Question 1019220: when we are using S.E instead of standard deviation for probability determination
Answer by Theo(13342)   (Show Source):
You can put this solution on YOUR website! standard error is used when you are dealing with the distribution of sample means.
the standard error is the standard deviation of the distribution of sample means.
this is different from the distribution of sample elements within one sample.
the difference is shown in the following example:
you have 3 samples.
each sample contains n elements.
each sample has a mean and a standard deviation.
sample 1 mean might be 20 and standard deviation is 30.
sample 2 mean might be 30 and standard deviation is 70.
sample 3 mean might be 40 and standard deviation is 50.
you create a distribution of sample means by taking the mean of each of these samples and forming a distribution from them.
your distribution of sample means might have a mean of 30 with a standard deviation of 10.

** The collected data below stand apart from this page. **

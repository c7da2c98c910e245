//! Configuration and CLI argument handling

use clap::Parser;

use crate::state::{
    settings::{
        DEFAULT_FOCUS_MINUTES, DEFAULT_LONG_BREAK_MINUTES, DEFAULT_SESSIONS_BEFORE_LONG_BREAK,
        DEFAULT_SHORT_BREAK_MINUTES,
    },
    TimerSettings,
};

/// CLI argument parsing structure
#[derive(Parser, Debug)]
#[command(name = "tomato-timer")]
#[command(about = "A Pomodoro session timer service backed by a REST task backend")]
#[command(version)]
pub struct Config {
    /// Port to bind the server to
    #[arg(short, long, default_value = "20554")]
    pub port: u16,

    /// Host address to bind to
    #[arg(long, default_value = "127.0.0.1")]
    pub host: String,

    /// Base URL of the settings/task backend; tasks stay in memory when unset
    #[arg(short, long)]
    pub backend_url: Option<String>,

    /// Focus session length in minutes, used until settings load from the backend
    #[arg(long, default_value_t = DEFAULT_FOCUS_MINUTES, value_parser = clap::value_parser!(u64).range(1..))]
    pub focus: u64,

    /// Short break length in minutes
    #[arg(long, default_value_t = DEFAULT_SHORT_BREAK_MINUTES, value_parser = clap::value_parser!(u64).range(1..))]
    pub short_break: u64,

    /// Long break length in minutes
    #[arg(long, default_value_t = DEFAULT_LONG_BREAK_MINUTES, value_parser = clap::value_parser!(u64).range(1..))]
    pub long_break: u64,

    /// Focus sessions before a long break
    #[arg(long, default_value_t = DEFAULT_SESSIONS_BEFORE_LONG_BREAK, value_parser = clap::value_parser!(u32).range(1..))]
    pub sessions_before_long_break: u32,

    /// Start the next session automatically when one ends
    #[arg(long)]
    pub auto_start: bool,

    /// Do not ring the terminal bell when a session ends
    #[arg(long)]
    pub no_sound: bool,

    /// Enable verbose logging
    #[arg(short, long)]
    pub verbose: bool,
}

impl Config {
    /// Parse configuration from command line arguments
    pub fn parse() -> Self {
        Parser::parse()
    }

    /// Get the server address as a formatted string
    pub fn address(&self) -> String {
        format!("{}:{}", self.host, self.port)
    }

    /// Get the appropriate log level based on verbose flag
    pub fn log_level(&self) -> &'static str {
        if self.verbose { "debug" } else { "info" }
    }

    /// Settings built from the command line flags
    pub fn timer_settings(&self) -> TimerSettings {
        TimerSettings {
            focus_duration: self.focus,
            short_break_duration: self.short_break,
            long_break_duration: self.long_break,
            sessions_before_long_break: self.sessions_before_long_break,
            auto_start_next_session: self.auto_start,
            play_sound_when_session_ends: !self.no_sound,
        }
    }
}

#[cfg(test)]
mod tests {
    use super::*;

    #[test]
    fn defaults_match_standard_pomodoro() {
        let config = Config::try_parse_from(["tomato-timer"]).unwrap();
        assert_eq!(config.address(), "127.0.0.1:20554");
        assert_eq!(config.timer_settings(), TimerSettings::default());
        assert!(config.backend_url.is_none());
    }

    #[test]
    fn flags_override_settings() {
        let config = Config::try_parse_from([
            "tomato-timer",
            "--focus",
            "50",
            "--sessions-before-long-break",
            "2",
            "--auto-start",
            "--no-sound",
            "-v",
        ])
        .unwrap();
        let settings = config.timer_settings();
        assert_eq!(settings.focus_duration, 50);
        assert_eq!(settings.sessions_before_long_break, 2);
        assert!(settings.auto_start_next_session);
        assert!(!settings.play_sound_when_session_ends);
        assert_eq!(config.log_level(), "debug");
    }

    #[test]
    fn zero_duration_flag_is_rejected() {
        assert!(Config::try_parse_from(["tomato-timer", "--focus", "0"]).is_err());
    }
}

the standard deviation of the distribution of sample means will be smaller than the standard deviation of each sample.
the larger the sample size, the smaller the distribution of sample means will be.

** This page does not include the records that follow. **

//! Timer settings structure and validation

use serde::{Deserialize, Serialize};
use thiserror::Error;

use super::SessionType;

pub const DEFAULT_FOCUS_MINUTES: u64 = 25;
pub const DEFAULT_SHORT_BREAK_MINUTES: u64 = 5;
pub const DEFAULT_LONG_BREAK_MINUTES: u64 = 15;
pub const DEFAULT_SESSIONS_BEFORE_LONG_BREAK: u32 = 4;

/// Errors returned when settings break their invariants
#[derive(Debug, Clone, PartialEq, Eq, Error)]
pub enum SettingsError {
    #[error("{0} duration must be greater than zero")]
    ZeroDuration(SessionType),

    #[error("sessions before long break must be at least 1")]
    ZeroSessions,
}

/// User-tunable timer settings, stored by the backend in camelCase
#[derive(Debug, Clone, PartialEq, Eq, Serialize, Deserialize)]
#[serde(rename_all = "camelCase")]
pub struct TimerSettings {
    /// Focus session length in minutes
    pub focus_duration: u64,
    /// Short break length in minutes
    pub short_break_duration: u64,
    /// Long break length in minutes
    pub long_break_duration: u64,
    /// Focus sessions in one cycle; the last is followed by a long break
    pub sessions_before_long_break: u32,
    pub auto_start_next_session: bool,
    pub play_sound_when_session_ends: bool,
}

impl TimerSettings {
    /// Length of a session type in minutes
    pub fn duration_minutes(&self, session_type: SessionType) -> u64 {
        match session_type {
            SessionType::Focus => self.focus_duration,
            SessionType::ShortBreak => self.short_break_duration,
            SessionType::LongBreak => self.long_break_duration,
        }
    }

    /// Length of a session type in seconds
    pub fn duration_secs(&self, session_type: SessionType) -> u64 {
        self.duration_minutes(session_type).saturating_mul(60)
    }

    /// Number of focus sessions per cycle
    pub fn total_sessions(&self) -> u32 {
        self.sessions_before_long_break
    }

    /// Check the invariants: every duration > 0 and at least one session per cycle
    pub fn validate(&self) -> Result<(), SettingsError> {
        for session_type in SessionType::ALL {
            if self.duration_minutes(session_type) == 0 {
                return Err(SettingsError::ZeroDuration(session_type));
            }
        }
        if self.sessions_before_long_break == 0 {
            return Err(SettingsError::ZeroSessions);
        }
        Ok(())
    }
}

impl Default for TimerSettings {
    fn default() -> Self {
        Self {
            focus_duration: DEFAULT_FOCUS_MINUTES,
            short_break_duration: DEFAULT_SHORT_BREAK_MINUTES,
            long_break_duration: DEFAULT_LONG_BREAK_MINUTES,
            sessions_before_long_break: DEFAULT_SESSIONS_BEFORE_LONG_BREAK,
            auto_start_next_session: false,
            play_sound_when_session_ends: true,
        }
    }
}
//! Utility functions module
//!
//! This module contains utility functions used throughout the application.

pub mod format;
pub mod signals;

// Re-export main functions
pub use format::{format_clock, format_uptime};
pub use signals::shutdown_signal;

this distribution of sample means is called the standard error of the mean.
there is a formula to estimate the size of the standard error.
it is standard error = standard deviation of the population divided by the sample size.
if you don't have the standard deviation of the population, you use the standard deviation of the sample you are working with.
that's the difference between using a z-score or a t-score.
with a z-score, you use the population standard deviation in the equation.
with a t-score, you use the sample standard deviation.
the formula is the same.
it's only a matter of where you get the standard deviation from.
the formula is se = sd / sqrt(n)
se is the standard error of the mean.
sd is the standard deviation of the population or of the sample, whichever you can get.
n is the sample size.
what this is telling you is that, the larger your sample size is, the smaller the standard error of the distribution of sample means will be.
what is the sample size in the distribution of sample means?
it is the sample size of each sample where the mean is being calculated from.
in my example above, i had 3 samples.
if each of those samples contained 100 elements, then the sample size would be 100.
iof each of those samples contained 1000 elements, then the sample size would be 1000.
the theory behind standard error assumes that each of the samples taken are of the same size.
here's one tutorial on the subject.
what happens if the sample size is 1?
the formula is se = sd / sqrt(n) which becomes se = sd / sqrt(1) which becomes se = sd.
if the sample size is 1, then the standard error or the mean is the same as the standard error of the population or the sample, whichever is used.
that's because, with a sample size of 1, each mean is the only element in the sample which means it's not a mean, but an element.
it's complicated and confusing, but, in general:
if you are dealing with a distribution of elements, then use standard deviation.
if you are dealing with a distribution of sample means, then use standard error.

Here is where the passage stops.